A Zola Dictionary; the Characters of the Rougon-Macquart Novels of Emile Zola; eBook

This eBook from the Gutenberg Project consists of approximately 346 pages of information about A Zola Dictionary; the Characters of the Rougon-Macquart Novels of Emile Zola;.

A Zola Dictionary; the Characters of the Rougon-Macquart Novels of Emile Zola; eBook

This eBook from the Gutenberg Project consists of approximately 346 pages of information about A Zola Dictionary; the Characters of the Rougon-Macquart Novels of Emile Zola;.

GIRAUD (TATA) kept at Plassans a boarding-school for children, where the sculptor Mahoudeau had known Pierre Sandoz and other comrades who met later in Paris.  L’Oeuvre.

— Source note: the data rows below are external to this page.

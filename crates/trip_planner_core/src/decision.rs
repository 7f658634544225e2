//! crates/trip_planner_core/src/decision.rs
//!
//! The swipe reducer. Walks a candidate batch one item at a time, recording
//! accept/reject, and hands the accepted set over exactly once when the batch runs out.

use crate::domain::Activity;
use tracing::debug;

/// What a single call to [`DecisionEngine::decide`] did.
#[derive(Debug, Clone, PartialEq, Eq)]
pub enum DecisionOutcome {
    /// The decision was recorded; `next_index` is the candidate now on top.
    Advanced { next_index: usize },
    /// The last candidate was decided. Carries the accepted set in decision order.
    Finished(Vec<Activity>),
    /// The engine had already finished; nothing changed.
    Ignored,
}

#[derive(Debug, Clone)]
pub struct DecisionEngine {
    candidates: Vec<Activity>,
    current_index: usize,
    liked: Vec<Activity>,
    emitted: bool,
}

impl DecisionEngine {
    pub fn new(candidates: Vec<Activity>) -> Self {
        Self {
            candidates,
            current_index: 0,
            liked: Vec::new(),
            emitted: false,
        }
    }

    pub fn len(&self) -> usize {
        self.candidates.len()
    }

    /// The candidate awaiting a decision, if any.
    pub fn current(&self) -> Option<&Activity> {
        self.candidates.get(self.current_index)
    }

    /// 1-based position of the current candidate, for "n of N" displays.
    pub fn position(&self) -> Option<(usize, usize)> {
        self.current().map(|_| (self.current_index + 1, self.candidates.len()))
    }

    pub fn is_finished(&self) -> bool {
        self.current_index >= self.candidates.len()
    }

    /// Records a decision on the current candidate and advances.
    pub fn decide(&mut self, accept: bool) -> DecisionOutcome {
        let Some(current) = self.candidates.get(self.current_index) else {
            debug!("Decision ignored: candidate batch already exhausted.");
            return DecisionOutcome::Ignored;
        };

        if accept {
            self.liked.push(current.clone());
        }
        debug!(
            "Candidate {} '{}' {} ({} liked so far).",
            self.current_index,
            current.name,
            if accept { "accepted" } else { "rejected" },
            self.liked.len()
        );
        self.current_index += 1;

        if self.is_finished() {
            match self.take_finished() {
                Some(liked) => DecisionOutcome::Finished(liked),
                None => DecisionOutcome::Ignored,
            }
        } else {
            DecisionOutcome::Advanced {
                next_index: self.current_index,
            }
        }
    }

    /// Hands over the accepted set once the batch is exhausted.
    ///
    /// Returns `None` while candidates remain and on every call after the first
    /// successful one. An engine built from an empty batch is finished from the start.
    pub fn take_finished(&mut self) -> Option<Vec<Activity>> {
        if !self.is_finished() || self.emitted {
            return None;
        }
        self.emitted = true;
        Some(std::mem::take(&mut self.liked))
    }
}
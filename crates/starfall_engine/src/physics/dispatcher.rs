//! Per-tick collision dispatch
//!
//! One pass walks every active hit-volume tree for every projectile path:
//!
//! 1. Layer filtering drops pairs that never interact.
//! 2. An enabled `Outer` node is tested against the travel segment and prunes
//!    its subtree on a miss.
//! 3. Every live `Body` circle reached is solved against the segment's line,
//!    tagging the points with the node that produced them.
//! 4. Points behind the projectile or beyond this tick's travel are dropped and
//!    the point nearest the segment start is the single accepted hit.
//! 5. The tree's owner receives a [`CollisionSignal`].
//!
//! The contact pass does the same bookkeeping for body-to-body touches and
//! delivers [`CollisionTarget`]s instead.

use crate::config::CollisionConfig;
use crate::foundation::collections::{EntityId, NodeIndex, ProjectileId, TreeHandle};
use crate::foundation::math::{Point2, WorldTransform};
use crate::physics::equation_solver::EquationSolver;
use crate::physics::events::{
    CollisionSignal, CollisionTarget, OwnerRegistry, ProjectilePath,
};
use crate::physics::hit_volume::{HitVolumeKind, HitVolumeTree, HitVolumeWorld, LiveCircle};

/// Accepted projectile hit, returned so the projectile system can despawn
#[derive(Debug, Clone, Copy, PartialEq)]
pub struct HitReport {
    /// Projectile that hit
    pub projectile: ProjectileId,
    /// Tree that was struck
    pub tree: TreeHandle,
    /// Owner the signal was delivered to
    pub owner: EntityId,
    /// Body node that was struck
    pub node: NodeIndex,
    /// Hit point in world space
    pub point: Point2,
    /// Distance from the segment start to the hit point
    pub distance: f32,
    /// Signal that was delivered
    pub signal: CollisionSignal,
}

/// Body-to-body contact between two trees
#[derive(Debug, Clone, Copy, PartialEq)]
pub struct ContactReport {
    /// First party and its tree
    pub first: (EntityId, TreeHandle),
    /// Second party and its tree
    pub second: (EntityId, TreeHandle),
    /// Midpoint between the touching circles
    pub point: Point2,
}

/// Runs collision passes. Owns the solver scratch state, so one dispatcher
/// must not run two passes at once
#[derive(Debug, Default)]
pub struct CollisionDispatcher {
    solver: EquationSolver,
    config: CollisionConfig,
    stack: Vec<NodeIndex>,
}

impl CollisionDispatcher {
    /// Create a dispatcher with the given tuning
    pub fn new(config: CollisionConfig) -> Self {
        Self {
            solver: EquationSolver::new(),
            config,
            stack: Vec::new(),
        }
    }

    /// Current tuning
    pub fn config(&self) -> &CollisionConfig {
        &self.config
    }

    /// Test every projectile path against every active tree and deliver a
    /// signal to the owner of each struck tree.
    ///
    /// Signals go out nearest tree first. Inactive projectiles are still
    /// tested and delivered; the owner decides to ignore them. Without
    /// piercing, every tree behind the first one gets a stale signal. Owners
    /// that no longer resolve are skipped.
    pub fn dispatch_projectiles<R: OwnerRegistry + ?Sized>(
        &mut self,
        world: &HitVolumeWorld,
        projectiles: &[ProjectilePath],
        owners: &mut R,
    ) -> Vec<HitReport> {
        let mut reports = Vec::new();

        for projectile in projectiles {
            if projectile.segment.is_degenerate() {
                log::trace!("projectile {:?} did not move, no hit possible", projectile.id);
                continue;
            }

            let first = reports.len();
            for (handle, tree) in world.active_trees() {
                if !tree.filter().accepts(&projectile.filter) {
                    continue;
                }

                let Some(transform) = owners.owner(tree.owner()).map(|o| o.world_transform()) else {
                    log::warn!("tree {:?} has no resolvable owner {:?}", handle, tree.owner());
                    continue;
                };

                let Some((node, point, distance)) = self.resolve_hit(tree, &transform, projectile) else {
                    continue;
                };

                reports.push(HitReport {
                    projectile: projectile.id,
                    tree: handle,
                    owner: tree.owner(),
                    node,
                    point,
                    distance,
                    signal: CollisionSignal {
                        is_active: projectile.is_active,
                        damage: projectile.damage,
                    },
                });
            }

            let hits = &mut reports[first..];
            hits.sort_by(|a, b| a.distance.total_cmp(&b.distance));

            for (order, hit) in hits.iter_mut().enumerate() {
                if order > 0 && !self.config.piercing_projectiles {
                    hit.signal.is_active = false;
                }

                if let Some(owner) = owners.owner_mut(hit.owner) {
                    owner.acknowledge_signal(&hit.signal, projectile);
                }

                log::debug!(
                    "projectile {:?} hit node {} of {:?} at ({:.2}, {:.2})",
                    projectile.id,
                    hit.node,
                    hit.owner,
                    hit.point.x,
                    hit.point.y
                );
            }
        }

        reports
    }

    /// Nearest hit of one projectile path on one tree, as
    /// `(body node, point, distance from the segment start)`.
    ///
    /// Does not look at layers or deliver anything.
    pub fn resolve_hit(
        &mut self,
        tree: &HitVolumeTree,
        transform: &WorldTransform,
        projectile: &ProjectilePath,
    ) -> Option<(NodeIndex, Point2, f32)> {
        if !tree.is_enabled() {
            return None;
        }

        let segment = projectile.segment;
        self.solver.flush();
        if !self.solver.set_line_from_points(&segment.start, &segment.end) {
            return None;
        }

        self.stack.clear();
        self.stack.push(NodeIndex::ROOT);

        while let Some(index) = self.stack.pop() {
            let Some(node) = tree.node(index) else {
                continue;
            };
            if !node.is_enabled() {
                continue;
            }

            let circle = node.world_circle(transform);
            match node.kind() {
                HitVolumeKind::Outer => {
                    if !segment.intersects_circle(&circle) {
                        log::trace!("outer node {} of {:?} rejects {:?}", index, tree.owner(), projectile.id);
                        continue;
                    }
                }
                HitVolumeKind::Body => {
                    self.solver.set_circle(circle.center.x, circle.center.y, circle.radius);
                    self.solver.solve_line_circle_intersection(index.index());
                }
            }

            // Reversed so children are visited in description order
            self.stack.extend(node.children().iter().rev().copied());
        }

        self.solver
            .filter_points_with_correct_direction(&segment.start, &segment.direction());
        self.solver
            .retain_within_reach(&segment.start, segment.length() + self.config.reach_epsilon);

        let hit = self.solver.closest_intersection_point(&segment.start);
        self.solver.flush();

        hit.map(|point| {
            let distance = nalgebra::distance(&point.coordinates, &segment.start);
            (NodeIndex(point.owner_index), point.coordinates, distance)
        })
    }

    /// Test every pair of active trees with different owners for touching
    /// body circles and deliver a target to both owners of each touching pair.
    ///
    /// Does nothing when contact events are turned off in the config.
    pub fn dispatch_contacts<R: OwnerRegistry + ?Sized>(
        &mut self,
        world: &HitVolumeWorld,
        owners: &mut R,
    ) -> Vec<ContactReport> {
        let mut reports = Vec::new();
        if !self.config.contact_events {
            return reports;
        }

        let mut candidates: Vec<(TreeHandle, &HitVolumeTree, Vec<LiveCircle>)> = Vec::new();
        for (handle, tree) in world.active_trees() {
            let Some(transform) = owners.owner(tree.owner()).map(|o| o.world_transform()) else {
                log::warn!("tree {:?} has no resolvable owner {:?}", handle, tree.owner());
                continue;
            };
            candidates.push((handle, tree, tree.live_circles(&transform)));
        }

        for (i, (first_handle, first_tree, first_circles)) in candidates.iter().enumerate() {
            for (second_handle, second_tree, second_circles) in &candidates[i + 1..] {
                if first_tree.owner() == second_tree.owner()
                    || !first_tree.filter().accepts(second_tree.filter())
                {
                    continue;
                }

                let Some(point) = first_contact(first_circles, second_circles) else {
                    continue;
                };

                let first = (first_tree.owner(), *first_handle);
                let second = (second_tree.owner(), *second_handle);

                if let Some(owner) = owners.owner_mut(first.0) {
                    let target = CollisionTarget { other: second.0, other_tree: second.1, point };
                    owner.acknowledge_target(&target, second.0);
                }
                if let Some(owner) = owners.owner_mut(second.0) {
                    let target = CollisionTarget { other: first.0, other_tree: first.1, point };
                    owner.acknowledge_target(&target, first.0);
                }

                log::debug!("contact between {:?} and {:?}", first.0, second.0);
                reports.push(ContactReport { first, second, point });
            }
        }

        reports
    }
}

/// Contact point of the first touching body pair, after the outer bounds agree
fn first_contact(first: &[LiveCircle], second: &[LiveCircle]) -> Option<Point2> {
    let outer = |circles: &[LiveCircle]| {
        circles
            .iter()
            .find(|c| c.kind == HitVolumeKind::Outer)
            .map(|c| c.circle)
    };

    if let (Some(a), Some(b)) = (outer(first), outer(second)) {
        if !a.intersects(&b) {
            return None;
        }
    }

    let bodies = |circles: &[LiveCircle]| {
        circles
            .iter()
            .filter(|c| c.kind == HitVolumeKind::Body)
            .map(|c| c.circle)
            .collect::<Vec<_>>()
    };
    let second_bodies = bodies(second);

    bodies(first).iter().find_map(|a| {
        second_bodies
            .iter()
            .find(|b| a.intersects(b))
            .map(|b| a.contact_point(b))
    })
}
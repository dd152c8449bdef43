//! Foundation module - Core utilities and types
//!
//! This module provides fundamental utilities used throughout the engine:
//! - Math types and operations
//! - Handle types for stable, non-owning references
//! - Logging utilities

pub mod math;
pub mod collections;
pub mod logging;
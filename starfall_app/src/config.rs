//! Demo scene configuration

use serde::{Deserialize, Serialize};
use starfall_engine::config::{CollisionConfig, Config};

/// Bundled config, located independently of the working directory
pub const DEFAULT_CONFIG_PATH: &str = concat!(env!("CARGO_MANIFEST_DIR"), "/assets/starfall.ron");

/// Tuning for the scripted demo run
#[derive(Debug, Clone, PartialEq, Serialize, Deserialize)]
#[serde(default)]
pub struct DemoConfig {
    /// Ticks to simulate
    pub ticks: u32,
    /// Seed for enemy placement
    pub seed: u64,
    /// Ticks between enemy spawns
    pub spawn_every: u32,
    /// Ticks between player shots
    pub fire_every: u32,
    /// Laser travel per tick
    pub laser_speed: f32,
    /// Damage per laser
    pub laser_damage: f32,
    /// Enemy descent per tick
    pub kamikaze_speed: f32,
    /// Collision tuning. Lasers stop at the first tree they hit
    pub collision: CollisionConfig,
}

impl Default for DemoConfig {
    fn default() -> Self {
        Self {
            ticks: 600,
            seed: 7,
            spawn_every: 45,
            fire_every: 4,
            laser_speed: 12.0,
            laser_damage: 60.0,
            kamikaze_speed: 1.2,
            collision: CollisionConfig {
                piercing_projectiles: false,
                ..CollisionConfig::default()
            },
        }
    }
}

impl Config for DemoConfig {}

GODARD (ABBE), cure of Bazoches-le-Doyen.  The authorities of Rognes, which was in his parish, refused to provide for a priest of their own, and Abbe Godard, in order to perform Mass, had to walk each Sunday the three kilometres which separated the two communes.  He was a short, stout man of hasty temper, who was disgusted with the indifference and irreligion of his parishioners, and his services were the shortest and baldest possible.  In spite of his temper, he had, however, a passion for the miserable, and to these he gave everything—­his money, his linen, almost the clothes off his back.  La Terre.

GODEBOEUF, a seller of herbs who occupied the shop in Rue Pirouette which formerly belonged to Gradelle, the pork-butcher.  Le Ventre de Paris.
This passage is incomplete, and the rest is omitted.